Però, visto che fra luglio e agosto ho deciso di recuperare un bel po’
di queste letture e di aggiungerne altre, mi sa che alla fine queste
recensioni recuperate e fresche terranno un ritmo “agostano” quasi
quotidiano, così da aggiornare in “un libro al giorno toglie db di
torno” quel vecchio detto paramedico sulle mele.
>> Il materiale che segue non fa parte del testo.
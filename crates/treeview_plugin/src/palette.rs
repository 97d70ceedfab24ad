//! Depth-indexed wireframe colors.
//!
//! Each tree depth maps to a fixed RGB triple so sibling levels are
//! visually distinguishable. The table covers depths 0..=9; deeper
//! nodes are handled by an explicit [`OverflowPolicy`] instead of being
//! left undefined.

use thiserror::Error;

/// RGB color triple, components in [0, 1].
pub type Rgb = [f32; 3];

pub const RED: Rgb = [1.0, 0.0, 0.0];
pub const GREEN: Rgb = [0.0, 1.0, 0.0];
pub const BLUE: Rgb = [0.0, 0.0, 1.0];
pub const WHITE: Rgb = [1.0, 1.0, 1.0];
pub const CYAN: Rgb = [0.0, 1.0, 1.0];
pub const MAGENTA: Rgb = [1.0, 0.0, 1.0];
pub const YELLOW: Rgb = [1.0, 1.0, 0.0];

/// Wireframe color per depth, depths 0..=9.
pub const DEPTH_COLORS: [Rgb; 10] = [
  RED,     // 0
  GREEN,   // 1
  BLUE,    // 2
  WHITE,   // 3
  CYAN,    // 4
  MAGENTA, // 5
  YELLOW,  // 6
  RED,     // 7
  GREEN,   // 8
  WHITE,   // 9
];

/// What to do for depths beyond the color table.
#[derive(Clone, Copy, Debug, Default, PartialEq, Eq)]
pub enum OverflowPolicy {
  /// Reuse the last table entry for all deeper nodes.
  #[default]
  Clamp,
  /// Cycle through the table (depth modulo table length).
  Wrap,
}

/// Error for strict color lookups.
#[derive(Error, Debug, Clone, Copy, PartialEq, Eq)]
pub enum PaletteError {
  /// The depth has no entry in the color table.
  #[error("depth {depth} exceeds the color table (max {max})")]
  DepthOutOfRange { depth: u32, max: u32 },
}

/// Depth → color mapping with an explicit out-of-range policy.
#[derive(Clone, Copy, Debug, Default, PartialEq, Eq)]
pub struct DepthPalette {
  /// Fallback behavior for depths beyond the table.
  pub policy: OverflowPolicy,
}

impl DepthPalette {
  /// Create a palette with the given overflow policy.
  pub fn new(policy: OverflowPolicy) -> Self {
    Self { policy }
  }

  /// Look up the color for a depth, applying the overflow policy.
  ///
  /// Debug builds assert that the depth is within the table so overflow
  /// is caught early; release builds silently apply the policy.
  pub fn color(&self, depth: u32) -> Rgb {
    debug_assert!(
      (depth as usize) < DEPTH_COLORS.len(),
      "depth {} beyond color table, applying {:?}",
      depth,
      self.policy
    );
    let idx = match self.policy {
      OverflowPolicy::Clamp => (depth as usize).min(DEPTH_COLORS.len() - 1),
      OverflowPolicy::Wrap => depth as usize % DEPTH_COLORS.len(),
    };
    DEPTH_COLORS[idx]
  }

  /// Strict lookup: error instead of fallback for out-of-table depths.
  pub fn try_color(&self, depth: u32) -> Result<Rgb, PaletteError> {
    DEPTH_COLORS
      .get(depth as usize)
      .copied()
      .ok_or(PaletteError::DepthOutOfRange {
        depth,
        max: DEPTH_COLORS.len() as u32 - 1,
      })
  }
}
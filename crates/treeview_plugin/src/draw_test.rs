use glam::Vec3;

use super::*;
use crate::aabb::Aabb3;
use crate::palette::{BLUE, GREEN, RED};
use crate::tree::TreeNode;

fn octant_child(parent: &Aabb3, octant: u8, depth: u32) -> TreeNode {
  let center = parent.center();
  let he = parent.half_extents() * 0.5;
  let offset = Vec3::new(
    if octant & 1 != 0 { he.x } else { -he.x },
    if octant & 2 != 0 { he.y } else { -he.y },
    if octant & 4 != 0 { he.z } else { -he.z },
  );
  TreeNode::leaf(Aabb3::from_center_half_extents(center + offset, he), depth)
}

#[test]
fn test_absent_root_draws_nothing() {
  let commands = build_draw_list(&SpatialTree::empty(), &DepthPalette::default());
  assert!(commands.is_empty());
}

/// A root with zero children yields exactly one draw call.
#[test]
fn test_root_only_single_command() {
  let root = TreeNode::leaf(Aabb3::new(Vec3::splat(-1.0), Vec3::splat(1.0)), 0);
  let commands = build_draw_list(&SpatialTree::new(root), &DepthPalette::default());

  assert_eq!(commands.len(), 1);
  assert_eq!(commands[0].color, RED);
  assert_eq!(commands[0].depth, 0);
}

/// N nodes in, exactly N commands out, none skipped or duplicated.
#[test]
fn test_one_command_per_node() {
  let root_box = Aabb3::new(Vec3::splat(-1.0), Vec3::splat(1.0));
  let children: Vec<TreeNode> = (0..8).map(|o| octant_child(&root_box, o, 1)).collect();
  let root = TreeNode::new(root_box, 0, children);
  let tree = SpatialTree::new(root);

  let commands = build_draw_list(&tree, &DepthPalette::default());
  assert_eq!(commands.len(), tree.node_count());
  assert_eq!(commands.len(), 9);
}

/// Commands come out in pre-order: parent first, then children in
/// producer order.
#[test]
fn test_preorder_command_order() {
  let root_box = Aabb3::new(Vec3::splat(-4.0), Vec3::splat(4.0));
  let mut first_child = octant_child(&root_box, 0, 1);
  let grandchild = octant_child(&first_child.aabb, 7, 2);
  first_child.children.push(grandchild);
  let second_child = octant_child(&root_box, 7, 1);

  let root = TreeNode::new(root_box, 0, vec![first_child, second_child]);
  let commands = build_draw_list(&SpatialTree::new(root), &DepthPalette::default());

  let depths: Vec<u32> = commands.iter().map(|c| c.depth).collect();
  assert_eq!(depths, vec![0, 1, 2, 1]);

  let colors: Vec<_> = commands.iter().map(|c| c.color).collect();
  assert_eq!(colors, vec![RED, GREEN, BLUE, GREEN]);
}

/// Root scenario from the rendering contract: unit-radius box at the
/// origin maps to the identity placement and the depth-0 color.
#[test]
fn test_root_scenario_transform() {
  let root = TreeNode::leaf(Aabb3::new(Vec3::splat(-1.0), Vec3::splat(1.0)), 0);
  let commands = build_draw_list(&SpatialTree::new(root), &DepthPalette::default());

  let (scale, _, translation) = commands[0].model.to_scale_rotation_translation();
  assert!(scale.abs_diff_eq(Vec3::ONE, 1e-6));
  assert!(translation.abs_diff_eq(Vec3::ZERO, 1e-6));
  assert_eq!(commands[0].color, RED);
}

/// A collapsed box (min == max) is still drawn: one command, midpoint
/// translation, depth-derived scale. The box is degenerate, the
/// placement is not.
#[test]
fn test_degenerate_box_still_drawn() {
  let point = Vec3::new(2.0, 4.0, 6.0);
  let node = TreeNode::leaf(Aabb3::new(point, point), 2);
  let commands = build_draw_list(&SpatialTree::new(node), &DepthPalette::default());

  assert_eq!(commands.len(), 1);
  assert_eq!(commands[0].color, BLUE);

  let (scale, _, translation) = commands[0].model.to_scale_rotation_translation();
  assert!(scale.abs_diff_eq(Vec3::splat(0.25), 1e-6));
  assert!(translation.abs_diff_eq(point * 0.995, 1e-6));
}

/// Depth-1 child scenario: half scale, biased midpoint, depth-1 color.
#[test]
fn test_depth_one_scenario_transform() {
  let child = TreeNode::leaf(Aabb3::new(Vec3::ZERO, Vec3::ONE), 1);
  let root = TreeNode::new(
    Aabb3::new(Vec3::splat(-1.0), Vec3::splat(1.0)),
    0,
    vec![child],
  );
  let commands = build_draw_list(&SpatialTree::new(root), &DepthPalette::default());

  let (scale, _, translation) = commands[1].model.to_scale_rotation_translation();
  assert!(scale.abs_diff_eq(Vec3::splat(0.5), 1e-6));
  assert!(translation.abs_diff_eq(Vec3::splat(0.4975), 1e-6));
  assert_eq!(commands[1].color, GREEN);
}
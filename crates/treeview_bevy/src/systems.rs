//! Per-frame systems: inbox drain and wireframe draw.

use bevy::prelude::*;
use treeview_plugin::{build_draw_list, CUBE_CORNERS, CUBE_EDGES};

use crate::resources::{CurrentTree, TreeInboxReceiver, WireframePalette};

/// Apply the newest cross-thread tree submission, if any.
///
/// Runs before the draw system, so a tree submitted between two frames
/// is the one drawn in the very next frame. Intermediate submissions
/// are coalesced; no stale nodes from a replaced tree survive.
pub fn drain_tree_inbox(
  inbox: Option<Res<TreeInboxReceiver>>,
  mut current: ResMut<CurrentTree>,
) {
  let Some(inbox) = inbox else {
    return;
  };
  if let Some(tree) = inbox.0.latest() {
    debug!("tree replaced: {} nodes", tree.node_count());
    current.set(tree);
  }
}

/// Draw the current tree as gizmo line wireframes.
///
/// One cube per node: the shared unit-cube corners are transformed by
/// the node's model matrix and emitted as 12 line primitives in the
/// node's depth color. An empty tree draws nothing and is not an error.
pub fn draw_tree_wireframes(
  current: Res<CurrentTree>,
  palette: Res<WireframePalette>,
  mut gizmos: Gizmos,
) {
  for command in build_draw_list(&current.0, &palette.0) {
    let color = Color::srgb(command.color[0], command.color[1], command.color[2]);

    // Corners in engine space. Conversion goes through arrays so the
    // core's glam version never has to match the engine's.
    let corners: [Vec3; 8] = CUBE_CORNERS.map(|corner| {
      let p = command.model.transform_point3(corner.into());
      Vec3::from_array(p.to_array())
    });

    for edge in CUBE_EDGES {
      gizmos.line(corners[edge[0] as usize], corners[edge[1] as usize], color);
    }
  }
}

#[cfg(test)]
#[path = "systems_test.rs"]
mod systems_test;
D’altronde quando ero
piccino-picciò e ancora non sapevo usare bene le parole alla domanda
«che farai da grande?» rispondevo «forse l’austriaco (intendevo dire
“astronauta” ma spesso sbagliavo la parola) oppure «quello che gli
mandano a casa i libri, lui li legge e dice se van bene, se son belli».
Non sono riuscito a volare oltre i cieli, se non con la fantasia; però
ogni tanto mi mandano i libri … e se no li compro o li vado a prendere
in biblioteca, visto che alcuni costano troppo per le mie attuali
tasche. «Allora fai il recensore?» mi domandano qualche volta. «Re e
censore mi sembrano due parolacce» spiego: «quel che faccio è leggere,
commentare, cercare connessioni, accennare alle trame (svelare troppo
no-no-no, non si fa), tentare di vedere perché storia, personaggi e
stile mi hanno catturato». Altra domanda: «e se un libro non ti piace,
ne scrivi lo stesso?». Meditando-meditonto rispondo: «In linea di
massima ne taccio, ci sono taaaaanti bei libri di cui parlare perché
perder tempo a sparlare dei brutti?». (db).
[Recensione del giornalista Daniele Barbieri pubblicata il 19 Agosto 2015 su www.labottegadelbarbieri.org].